Actin, spectrin, and associated proteins form a periodic membrane-associated skeleton (MPS) that is ubiquitously present in axons and dendrites of all neuronal types. The MPS consists of "rings" of actin located transversely to the axon and separated every 190 nm by α/β-spectrin tetramers spanning the length of the axon. The protein 4.1 stabilizes the spectrin-actin interaction and their connection to the plasma membrane. The protein Coracle (D4.1 or Cora) in Drosophila melanogaster is the sole ortholog of mammalian protein 4.1. Due to limited knowledge about Coracle in D. melanogaster neurons and the fact that protein 4.1 has not been described as part of the neuronal MPS, we will first determine the structure, function, and evolution of Coracle by integrating information from its primary sequence, secondary structure, and protein-protein interactions. To assess whether different Coracle mutants affect the turnover dynamics of spectrin in the MPS, we will evaluate the β-spectrin-GFP fly using FRAP and FCS techniques. Furthermore, super-resolution microscopy techniques ExM and STED will be employed to determine the localization and potential function of Coracle in the MPS of axons and dendrites in different neuronal populations.

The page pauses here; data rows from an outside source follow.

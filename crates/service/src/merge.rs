//! Applies partial-update payloads onto persisted entities.
//!
//! Referenced entities are fetched and validated before any merge runs, so a
//! merge itself cannot fail and never leaves an entity half-updated.

use crate::domain::{City, CityPatch, Department, DepartmentPatch, Role, RolePatch, User, UserPatch};
use crate::validation::Placement;

/// Relation targets resolved ahead of a user merge. `None` means the patch
/// left that relation alone.
#[derive(Debug, Default)]
pub struct ResolvedRelations {
    pub placement: Option<Placement>,
    pub role: Option<Role>,
}

pub fn merge_department(department: &mut Department, patch: DepartmentPatch) {
    patch.name.apply(&mut department.name);
}

pub fn merge_role(role: &mut Role, patch: RolePatch) {
    patch.name.apply(&mut role.name);
}

pub fn merge_city(city: &mut City, patch: CityPatch) {
    let CityPatch { name, department_id } = patch;
    name.apply(&mut city.name);
    department_id.apply(&mut city.department_id);
}

/// Scalar fields come from `patch`; relation ids come only from `relations`,
/// and city/department are always written as a validated pair.
pub fn merge_user(user: &mut User, patch: UserPatch, relations: &ResolvedRelations) {
    let UserPatch { name, email, phone, registered_on, address_detail, .. } = patch;
    name.apply(&mut user.name);
    email.apply(&mut user.email);
    phone.apply(&mut user.phone);
    registered_on.apply(&mut user.registered_on);
    address_detail.apply(&mut user.address_detail);

    if let Some(placement) = &relations.placement {
        user.city_id = placement.city().id;
        user.department_id = placement.department().id;
    }
    if let Some(role) = &relations.role {
        user.role_id = role.id;
    }
}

Additionally, we will study whether the loss or gain of Coracle function in these specific neuronal populations of larvae and adults modifies the development and/or maintenance of the MPS. We believe that this work, besides establishing the groundwork for understanding Coracle in neurons, will enable subsequent studies associated with other Coracle functions related to MPS dynamics.